(c) Fahmi Amhar
Realitas itu awalnya hanya didekati secara inderawi. Ada objek terindera, dideteksi oleh pancaindera, dibawa ke otak, dibandingkan dengan informasi yang tersimpan sebelumnya. Itulah berpikir empiris. Itu dialami juga oleh hewan. Kucing atau anjing bisa mengenali majikannya. Ayam atau kambing yang dilepas bebas, bisa kembali sendiri ke kandangnya.
Namun barangsiapa percaya, bahwa realitas itu hanya yang inderawi, itu berarti dia penganut empirisme. Dan dia tersesat. Karena tidak semua realitas dapat diindera. Juga tidak semua yang terindera, itu realitas. Matahari yang baru akan terbit esok hari, belum dapat terindera. Gelombang radio hanya dapat diukur dengan alat-alat tertentu. Ada nenek moyang yang sudah wafat sebelum kita lahir, tentu tidak dapat diindera. Namun mereka dapat dipikirkan secara rasional. Muncullah berpikir saintifik (ilmiah). Kemampuan rasional menghubungkan berbagai fenomena empiris untuk dicari benang merahnya. Disebut teori. Teori akan menjelaskan antar fenomena. Teori yang tidak mensisakan data yang janggal, dan kemudian dapat dipakai untuk prediksi dan benar, itulah teori yang paling benar.

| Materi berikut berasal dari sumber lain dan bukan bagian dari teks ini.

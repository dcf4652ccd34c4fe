use std::fmt::{Display, Formatter};
use std::future::Future;
use std::sync::Arc;

use super::api::{self, ErrorKind, EventsApi};
use super::{Event, NewEvent, TypeCounts};

/// Something the user has to be told about after a request.
#[derive(Debug, Clone, PartialEq, Eq)]
pub enum Notice {
  CreateRejected(String),
  DeleteNotFound(String),
  DeleteFailed(String),
}

impl Notice {
  /// Informational notices describe an already satisfied request.
  pub const fn is_error(&self) -> bool {
    !matches!(self, Self::DeleteNotFound(_))
  }
}

impl Display for Notice {
  fn fmt(&self, f: &mut Formatter<'_>) -> std::fmt::Result {
    match self {
      Self::CreateRejected(reason) => write!(f, "Could not create the event: {reason}"),
      Self::DeleteNotFound(_) => f.write_str("The event was already deleted"),
      Self::DeleteFailed(reason) => write!(f, "Could not delete the event: {reason}"),
    }
  }
}

/// A confirmed create or delete that a pending list response predates.
#[derive(Debug, Clone, PartialEq, Eq)]
enum Change {
  Created(Event),
  Deleted(String),
}

/// Owner of the client-side event collection.
///
/// Only successful backend responses change the collection; every change
/// bumps [`EventStore::revision`] so derived views know to rebuild.
#[derive(Debug)]
pub struct EventStore {
  api: Arc<dyn EventsApi>,
  events: Vec<Event>,
  loading: bool,
  /// Replayed over the list response once it arrives
  pending: Vec<Change>,
  revision: u64,
}

impl EventStore {
  pub fn new(api: Arc<dyn EventsApi>) -> Self {
    Self {
      api,
      events: Vec::new(),
      loading: false,
      pending: Vec::new(),
      revision: 0,
    }
  }

  pub fn events(&self) -> &[Event] {
    &self.events
  }

  pub const fn is_loading(&self) -> bool {
    self.loading
  }

  pub const fn revision(&self) -> u64 {
    self.revision
  }

  pub fn counts(&self) -> TypeCounts {
    TypeCounts::count(&self.events)
  }

  /// Drop everything and wait for a fresh load.
  pub fn reset(&mut self) {
    self.events.clear();
    self.loading = false;
    self.pending.clear();
    self.bump();
  }

  pub fn begin_load(&mut self) {
    self.loading = true;
    self.pending.clear();
  }

  /// Replaces the collection with the listed events, then replays the
  /// creates and deletes confirmed while the list request was in flight.
  pub fn apply_load(&mut self, result: Result<Vec<Event>, api::Error>) {
    self.loading = false;
    let pending = std::mem::take(&mut self.pending);

    match result {
      Ok(events) => {
        log::info!("Loaded {} events", events.len());

        self.events = events;

        for change in pending {
          match change {
            Change::Created(event) => {
              if self.events.iter().all(|known| known.id != event.id) {
                self.events.push(event);
              }
            }
            Change::Deleted(id) => self.events.retain(|event| event.id != id),
          }
        }

        self.bump();
      }
      Err(e) => {
        log::error!("Failed to load events: {e:?}");
      }
    }
  }

  /// Appends the backend's record verbatim on success.
  ///
  /// # Errors
  /// Returns a [`Notice::CreateRejected`] and leaves the collection alone
  /// when the backend did not accept the event.
  pub fn apply_create(&mut self, result: Result<Event, api::Error>) -> Result<&Event, Notice> {
    match result {
      Ok(event) => {
        log::info!("Created event {} on {}", event.id, event.date);

        if self.loading {
          self.pending.push(Change::Created(event.clone()));
        }

        let idx = self.events.len();
        self.events.push(event);
        self.bump();

        Ok(&self.events[idx])
      }
      Err(e) => {
        log::error!("Failed to create event: {e:?}");

        Err(Notice::CreateRejected(e.message))
      }
    }
  }

  /// Removes the event with `id` if the backend deleted it.
  ///
  /// # Errors
  /// Returns [`Notice::DeleteNotFound`] when the id was already gone and
  /// [`Notice::DeleteFailed`] otherwise; the collection is unchanged in
  /// both cases.
  pub fn apply_delete(&mut self, id: &str, result: Result<(), api::Error>) -> Result<(), Notice> {
    match result {
      Ok(()) => {
        log::info!("Deleted event {id}");

        if self.loading {
          self.pending.push(Change::Deleted(id.to_string()));
        }

        let before = self.events.len();
        self.events.retain(|event| event.id != id);

        if self.events.len() != before {
          self.bump();
        }

        Ok(())
      }
      Err(e) if e.kind == ErrorKind::NotFound => {
        log::warn!("Event {id} was already deleted");

        Err(Notice::DeleteNotFound(id.to_string()))
      }
      Err(e) => {
        log::error!("Failed to delete event {id}: {e:?}");

        Err(Notice::DeleteFailed(e.message))
      }
    }
  }

  // The requests below only talk to the backend. Their results come back
  // through the matching `apply_*` call, so a response can be dropped when
  // the view that asked for it is gone.

  pub fn request_list(&self) -> impl Future<Output = Result<Vec<Event>, api::Error>> + Send + 'static {
    let api = Arc::clone(&self.api);

    async move { api.list() }
  }

  pub fn request_create(
    &self,
    event: NewEvent,
  ) -> impl Future<Output = Result<Event, api::Error>> + Send + 'static {
    let api = Arc::clone(&self.api);

    async move { api.create(&event) }
  }

  pub fn request_delete(&self, id: String) -> impl Future<Output = Result<(), api::Error>> + Send + 'static {
    let api = Arc::clone(&self.api);

    async move { api.delete(&id) }
  }

  fn bump(&mut self) {
    self.revision = self.revision.wrapping_add(1);
  }
}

Sementara itu ada juga kelompok rasionalisme yang meyakini, bahwa realitas hanya dapat dicapai dengan berpikir rasional semata. Tak perlu empiris. Empiris kadang keliru. Sepasang rel yang secara empiris tampak bertemu di ujung, sebenarnya tidak pernah bertemu. Berpikir rasional menolak itu.
Sebenarnyalah, di kedua lingkaran itu ada yang tersisa.

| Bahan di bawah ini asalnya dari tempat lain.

use std::path::PathBuf;

use url::Url;

use crate::calendar::{CalendarDate, MonthAnchor};

#[derive(Debug, serde::Deserialize)]
pub struct Config {
    pub api: Api,
    #[serde(default)]
    pub calendar: Calendar,
}

#[derive(Clone, Debug, serde::Deserialize)]
pub struct Api {
    /// Base url the `api/events` resource is resolved against
    pub url: Url,
}

#[derive(Clone, Debug, Default, serde::Deserialize)]
pub struct Calendar {
    pub year: Option<i32>,
    /// 1 = January
    pub month: Option<u32>,
}

impl Calendar {
    /// The month to open on, falling back to the month of `today`.
    pub fn anchor(&self, today: CalendarDate) -> Result<MonthAnchor, ConfigError> {
        let year = self.year.unwrap_or_else(|| today.year());
        let month0 = match self.month {
            Some(month @ 1..=12) => month - 1,
            Some(month) => return Err(ConfigError::Month(month)),
            None => today.month0(),
        };

        MonthAnchor::new(year, month0).ok_or(ConfigError::Year(year))
    }
}

#[derive(Debug, Clone, PartialEq, Eq)]
pub enum ConfigError {
    Month(u32),
    Year(i32),
}

impl std::fmt::Display for ConfigError {
    fn fmt(&self, f: &mut std::fmt::Formatter<'_>) -> std::fmt::Result {
        match self {
            Self::Month(month) => write!(f, "calendar.month must be between 1 and 12, got {month}"),
            Self::Year(year) => write!(f, "calendar.year must be between 1 and 9999, got {year}"),
        }
    }
}

impl std::error::Error for ConfigError {}

pub fn init(path: PathBuf) -> Result<Config, Box<dyn std::error::Error>> {
    let string = std::fs::read_to_string(path)?;

    parse(&string)
}

fn parse(string: &str) -> Result<Config, Box<dyn std::error::Error>> {
    Ok(toml::from_str(string)?)
}

#[cfg(test)]
mod tests {
    use super::*;

    fn today() -> CalendarDate {
        "2026-10-18".parse().unwrap()
    }

    #[test]
    fn test_parse_full() {
        let config = parse(
            r#"
            [api]
            url = "http://localhost:5000/"

            [calendar]
            year = 2029
            month = 5
            "#,
        )
        .unwrap();

        assert_eq!(config.api.url.as_str(), "http://localhost:5000/");
        assert_eq!(
            config.calendar.anchor(today()).unwrap(),
            MonthAnchor::new(2029, 4).unwrap()
        );
    }

    #[test]
    fn test_calendar_defaults_to_current_month() {
        let config = parse("[api]\nurl = \"http://localhost:5000/\"\n").unwrap();

        assert_eq!(
            config.calendar.anchor(today()).unwrap(),
            MonthAnchor::new(2026, 9).unwrap()
        );
    }

    #[test]
    fn test_partial_calendar_section() {
        let calendar = Calendar {
            year: None,
            month: Some(1),
        };

        assert_eq!(calendar.anchor(today()).unwrap(), MonthAnchor::new(2026, 0).unwrap());
    }

    #[test]
    fn test_rejects_bad_values() {
        assert!(parse("[api]\nurl = \"not a url\"\n").is_err());
        assert!(parse("[calendar]\nyear = 2029\n").is_err());

        let calendar = Calendar {
            year: Some(2029),
            month: Some(13),
        };
        assert_eq!(calendar.anchor(today()), Err(ConfigError::Month(13)));

        let calendar = Calendar {
            year: Some(12000),
            month: Some(1),
        };
        assert_eq!(calendar.anchor(today()), Err(ConfigError::Year(12000)));
    }
}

Ada pikiran-pikiran rasional yang belum empiris, semisal beberapa rencana yang belum dilaksanakan. Semisal pembangunan Kereta Cepat Jakarta-Surabaya. Secara rasional pasti bisa dibangun bila uangnya ada. Secara empiris saat ini proyek itu bahkan belum dimulai. Demikian juga, secara teori, transportasi dan komunikasi quantum itu mungkin. Namun hal ini belum dapat dieksekusi karena memerlukan laboratorium fisika kuantum yang sangat rumit dan mahal, karena harus bisa memisahkan partikel kuantum yang terbelit.

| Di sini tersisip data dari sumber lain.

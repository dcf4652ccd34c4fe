use iced::widget::{button, column, pick_list, row, text, text_input};
use iced::Length;

use crate::calendar::{CalendarDate, EventType, NewEvent};

use super::Message;

/// Entered values survive a rejected create so the user can retry.
#[derive(Debug, Clone, PartialEq, Eq)]
pub struct Form {
    pub title: String,
    pub date: String,
    pub kind: EventType,
}

impl Default for Form {
    fn default() -> Self {
        Self {
            title: String::new(),
            date: String::new(),
            kind: EventType::Event,
        }
    }
}

impl Form {
    pub fn to_new_event(&self) -> Option<NewEvent> {
        let title = self.title.trim();

        if title.is_empty() || self.kind == EventType::Unknown {
            return None;
        }

        Some(NewEvent {
            title: title.to_string(),
            date: self.date.trim().parse::<CalendarDate>().ok()?,
            kind: self.kind,
        })
    }

    pub fn view(&self) -> iced::Element<Message> {
        let submit = self.to_new_event().map(|_| Message::Submit);

        column![
            text("New Agenda").size(20),
            text_input("Title", &self.title)
                .on_input(Message::TitleChanged)
                .on_submit(Message::Submit)
                .padding(8),
            row![
                text_input("YYYY-MM-DD", &self.date)
                    .on_input(Message::DateChanged)
                    .padding(8)
                    .width(Length::Fill),
                pick_list(EventType::ALL, Some(self.kind), Message::KindSelected)
                    .padding(8),
            ]
            .spacing(8),
            button(text("+ Add event"))
                .on_press_maybe(submit)
                .padding(8),
        ]
        .spacing(8)
        .into()
    }
}
use std::sync::Arc;

use super::api::{self, EventsApi};
use super::store::{EventStore, Notice};
use super::{
  CalendarDate, Event, EventsByDate, MonthAnchor, MonthGrid, MonthNavigator, Selection,
  SelectionController,
};

/// Single owner of the calendar's state.
///
/// Every change goes through one of the methods below, after which the
/// index and the selection are re-derived from the store's collection.
#[derive(Debug)]
pub struct CalendarState {
  store: EventStore,
  navigator: MonthNavigator,
  selection: SelectionController,
  index: EventsByDate,
  indexed_revision: u64,
  today: CalendarDate,
}

impl CalendarState {
  pub fn new(api: Arc<dyn EventsApi>, anchor: MonthAnchor, today: CalendarDate) -> Self {
    let store = EventStore::new(api);
    let indexed_revision = store.revision();

    Self {
      store,
      navigator: MonthNavigator::new(anchor),
      selection: SelectionController::default(),
      index: EventsByDate::default(),
      indexed_revision,
      today,
    }
  }

  pub const fn store(&self) -> &EventStore {
    &self.store
  }

  pub const fn selection(&self) -> &Selection {
    self.selection.selection()
  }

  pub const fn anchor(&self) -> MonthAnchor {
    self.navigator.anchor()
  }

  pub fn set_today(&mut self, today: CalendarDate) {
    self.today = today;
  }

  /// Grid for the current anchor, with "today" fixed for the whole pass.
  pub fn grid(&self) -> MonthGrid {
    MonthGrid::new(self.anchor(), self.today)
  }

  pub fn events_on(&self, date: CalendarDate) -> &[Event] {
    self.index.get(&date.to_string())
  }

  pub fn shift_month(&mut self, months: i32) -> MonthAnchor {
    let anchor = self.navigator.shift(months);
    let grid = self.grid();
    log::debug!("Showing {} ({} to {})", anchor.label(), grid.start(), grid.end());

    anchor
  }

  pub fn select(&mut self, date: CalendarDate) {
    self.selection.select(date, &self.index);
  }

  /// Forget the collection and the selection, ready for a fresh load.
  pub fn reset(&mut self) {
    self.store.reset();
    self.selection.clear();
    self.refresh();
  }

  pub fn begin_load(&mut self) {
    self.store.begin_load();
  }

  pub fn apply_load(&mut self, result: Result<Vec<Event>, api::Error>) {
    self.store.apply_load(result);
    self.refresh();
  }

  /// # Errors
  /// See [`EventStore::apply_create`].
  pub fn apply_create(&mut self, result: Result<Event, api::Error>) -> Result<Event, Notice> {
    let created = self.store.apply_create(result).cloned();
    self.refresh();

    created
  }

  /// # Errors
  /// See [`EventStore::apply_delete`].
  pub fn apply_delete(&mut self, id: &str, result: Result<(), api::Error>) -> Result<(), Notice> {
    let deleted = self.store.apply_delete(id, result);
    self.refresh();

    deleted
  }

  /// Rebuild the derived views if the collection changed since the last pass.
  fn refresh(&mut self) {
    if self.indexed_revision == self.store.revision() {
      return;
    }

    self.index = EventsByDate::build(self.store.events());
    self.indexed_revision = self.store.revision();
    self.selection.reconcile(&self.index);

    log::debug!(
      "Indexed {} events on {} days",
      self.store.events().len(),
      self.index.len_dates()
    );
  }
}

Di dunia empiris ada juga fenomena yang benar-benar ada namun belum bisa dijelaskan. Teknologi kuno untuk membangun Piramid, juga kemampuan telepati dan telekinesis, itu benar-benar ada. Namun hingga hari ini belum dapat dijelaskan secara rasional dengan memuaskan.
Selain itu masih ada 2 lingkaran lagi. Lebih kecil. Ada lingkaran dunia di luar empiris, dan beririsan sedikit dengan dunia rasional. Di sinilah posisi metafisika atau keimanan Islam. Umat Islam mengimani adanya malaikat, hari kiamat dan surga/neraka, meski hal-hal itu tidak mungkin didekati secara empiris. Mereka mengimani itu karena konsekuensi logis dari thariqul iman yang rasional.
Namun ada juga bagian dunia di luar empiris namun mustahil menjadi rasional. Itulah metafisika kufur, seperti klenik dan churofat.
Selain itu ada juga lingkar dunia irrasional, yang beririsan dengan dunia empiris. Contohnya adalah kemampuan seseorang yang mampu melakukan seni akrobatik yang sangat sulit, tetapi faktanya ada. Bisnis dan politik juga terkadang irrasional, tetapi dapat dilihat hasilnya secara empiris. Sebaliknya, ada juga dunia irrasional yang selamanya akan tetap seperti itu, tidak akan pernah menjadi rasional. Hidup memang tidak harus semua rasional. Ini contohnya fantasi yang dimiliki seseorang, yang kadang dapat sampai tingkatan ekstrim. Merasa dirinya nabi, atau bahkan malaikat. Selain itu, penyakit jiwa seperti waham juga dapat menjadi contoh yang tidak menjemukan.